▸ TASK GOAL: What lines in the records below contain the string "InfoNav"? Copy every one.

▸ RECORDS PROVIDED:
--- --- ---
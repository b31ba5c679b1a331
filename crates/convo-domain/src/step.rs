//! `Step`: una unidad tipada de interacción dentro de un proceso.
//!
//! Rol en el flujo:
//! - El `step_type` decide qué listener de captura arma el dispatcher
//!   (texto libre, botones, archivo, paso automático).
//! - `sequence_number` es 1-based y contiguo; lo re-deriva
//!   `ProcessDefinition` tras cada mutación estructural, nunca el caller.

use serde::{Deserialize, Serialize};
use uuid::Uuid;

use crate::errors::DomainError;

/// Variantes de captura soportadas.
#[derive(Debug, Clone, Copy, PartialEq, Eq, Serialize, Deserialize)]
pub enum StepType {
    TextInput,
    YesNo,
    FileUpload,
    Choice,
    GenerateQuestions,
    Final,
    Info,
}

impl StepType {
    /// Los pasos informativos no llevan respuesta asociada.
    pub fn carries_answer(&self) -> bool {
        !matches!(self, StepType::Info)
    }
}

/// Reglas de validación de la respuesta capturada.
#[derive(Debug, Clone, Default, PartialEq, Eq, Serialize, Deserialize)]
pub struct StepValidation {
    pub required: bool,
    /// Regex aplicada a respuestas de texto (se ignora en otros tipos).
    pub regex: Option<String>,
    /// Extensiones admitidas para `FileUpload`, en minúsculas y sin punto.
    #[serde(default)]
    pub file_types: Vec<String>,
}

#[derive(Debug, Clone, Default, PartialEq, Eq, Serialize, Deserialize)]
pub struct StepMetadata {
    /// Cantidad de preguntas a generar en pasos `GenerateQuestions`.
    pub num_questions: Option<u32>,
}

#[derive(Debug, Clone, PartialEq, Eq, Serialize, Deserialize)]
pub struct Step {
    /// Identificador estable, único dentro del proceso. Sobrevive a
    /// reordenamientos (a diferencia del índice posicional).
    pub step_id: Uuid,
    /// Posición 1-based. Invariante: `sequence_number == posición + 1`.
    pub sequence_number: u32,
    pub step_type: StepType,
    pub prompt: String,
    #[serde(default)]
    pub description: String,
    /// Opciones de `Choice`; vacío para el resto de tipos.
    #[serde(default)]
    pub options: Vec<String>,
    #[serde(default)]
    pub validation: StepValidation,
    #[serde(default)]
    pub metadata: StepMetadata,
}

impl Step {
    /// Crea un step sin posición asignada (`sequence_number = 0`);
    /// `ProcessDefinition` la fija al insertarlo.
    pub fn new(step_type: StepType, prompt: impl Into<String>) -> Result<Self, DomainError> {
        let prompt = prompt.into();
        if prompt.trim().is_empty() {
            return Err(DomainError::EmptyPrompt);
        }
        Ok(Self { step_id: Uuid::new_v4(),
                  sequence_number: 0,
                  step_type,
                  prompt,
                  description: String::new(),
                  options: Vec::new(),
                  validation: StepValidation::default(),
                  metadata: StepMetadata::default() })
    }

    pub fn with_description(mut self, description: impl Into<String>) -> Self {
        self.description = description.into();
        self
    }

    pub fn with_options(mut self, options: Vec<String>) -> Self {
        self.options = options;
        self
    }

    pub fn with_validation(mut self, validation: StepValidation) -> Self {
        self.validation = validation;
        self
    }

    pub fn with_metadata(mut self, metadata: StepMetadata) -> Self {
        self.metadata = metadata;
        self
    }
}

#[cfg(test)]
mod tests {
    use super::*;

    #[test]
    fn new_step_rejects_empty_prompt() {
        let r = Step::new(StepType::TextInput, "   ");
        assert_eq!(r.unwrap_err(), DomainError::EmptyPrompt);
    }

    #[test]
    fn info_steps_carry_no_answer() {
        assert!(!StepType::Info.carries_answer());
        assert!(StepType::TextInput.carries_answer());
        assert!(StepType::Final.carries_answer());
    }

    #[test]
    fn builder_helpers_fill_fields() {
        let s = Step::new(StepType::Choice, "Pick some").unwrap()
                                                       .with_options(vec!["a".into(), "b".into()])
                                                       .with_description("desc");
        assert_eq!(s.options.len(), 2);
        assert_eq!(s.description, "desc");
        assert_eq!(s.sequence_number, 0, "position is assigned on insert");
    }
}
--- --- ---
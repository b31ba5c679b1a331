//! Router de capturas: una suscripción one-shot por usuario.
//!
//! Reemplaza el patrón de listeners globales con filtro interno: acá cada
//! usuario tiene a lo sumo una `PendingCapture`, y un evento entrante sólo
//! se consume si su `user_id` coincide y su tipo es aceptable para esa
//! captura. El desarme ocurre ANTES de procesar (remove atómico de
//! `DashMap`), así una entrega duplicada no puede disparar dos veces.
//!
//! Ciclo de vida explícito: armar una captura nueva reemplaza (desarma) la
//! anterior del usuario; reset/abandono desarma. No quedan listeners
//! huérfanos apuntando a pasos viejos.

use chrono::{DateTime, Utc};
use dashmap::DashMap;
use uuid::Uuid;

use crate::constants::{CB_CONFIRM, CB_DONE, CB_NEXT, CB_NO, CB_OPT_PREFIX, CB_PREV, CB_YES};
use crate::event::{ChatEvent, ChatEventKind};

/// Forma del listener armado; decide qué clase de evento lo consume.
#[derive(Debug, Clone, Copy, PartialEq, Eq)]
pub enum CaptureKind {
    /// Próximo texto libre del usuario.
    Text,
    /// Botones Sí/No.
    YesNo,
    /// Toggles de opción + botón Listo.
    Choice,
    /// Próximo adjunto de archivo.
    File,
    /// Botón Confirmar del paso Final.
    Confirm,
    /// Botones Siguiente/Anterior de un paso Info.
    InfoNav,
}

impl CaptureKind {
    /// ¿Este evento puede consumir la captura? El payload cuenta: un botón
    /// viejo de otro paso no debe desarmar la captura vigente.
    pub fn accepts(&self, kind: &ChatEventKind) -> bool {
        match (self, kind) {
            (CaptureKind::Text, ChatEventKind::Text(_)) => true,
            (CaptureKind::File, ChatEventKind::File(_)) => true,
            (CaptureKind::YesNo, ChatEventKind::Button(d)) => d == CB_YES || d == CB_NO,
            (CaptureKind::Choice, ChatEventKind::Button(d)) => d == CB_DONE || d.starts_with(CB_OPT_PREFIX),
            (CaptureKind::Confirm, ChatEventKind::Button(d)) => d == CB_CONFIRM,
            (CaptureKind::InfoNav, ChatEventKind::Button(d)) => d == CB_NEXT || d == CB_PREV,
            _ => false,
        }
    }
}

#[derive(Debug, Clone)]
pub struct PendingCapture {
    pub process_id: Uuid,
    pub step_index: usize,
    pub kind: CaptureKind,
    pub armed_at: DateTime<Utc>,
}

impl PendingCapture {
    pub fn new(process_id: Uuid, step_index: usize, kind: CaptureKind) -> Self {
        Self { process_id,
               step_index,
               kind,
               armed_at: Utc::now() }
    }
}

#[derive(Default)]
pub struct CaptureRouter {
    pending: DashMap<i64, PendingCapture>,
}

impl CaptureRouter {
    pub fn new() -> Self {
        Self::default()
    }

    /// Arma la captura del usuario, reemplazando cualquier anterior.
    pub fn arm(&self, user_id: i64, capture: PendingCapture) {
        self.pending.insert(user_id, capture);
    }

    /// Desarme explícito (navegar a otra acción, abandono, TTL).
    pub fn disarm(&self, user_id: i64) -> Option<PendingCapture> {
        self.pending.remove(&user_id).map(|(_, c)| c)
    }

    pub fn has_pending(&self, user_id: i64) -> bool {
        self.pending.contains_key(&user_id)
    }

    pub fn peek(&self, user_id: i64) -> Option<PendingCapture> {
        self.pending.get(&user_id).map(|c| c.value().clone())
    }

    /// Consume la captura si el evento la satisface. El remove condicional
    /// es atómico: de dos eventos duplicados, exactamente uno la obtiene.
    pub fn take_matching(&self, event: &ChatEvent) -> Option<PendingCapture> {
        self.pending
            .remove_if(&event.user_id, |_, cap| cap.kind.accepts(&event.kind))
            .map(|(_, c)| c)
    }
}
--- --- ---
▸ ANSWER TO THE EXERCISE:
    InfoNav,
            (CaptureKind::InfoNav, ChatEventKind::Button(d)) => d == CB_NEXT || d == CB_PREV,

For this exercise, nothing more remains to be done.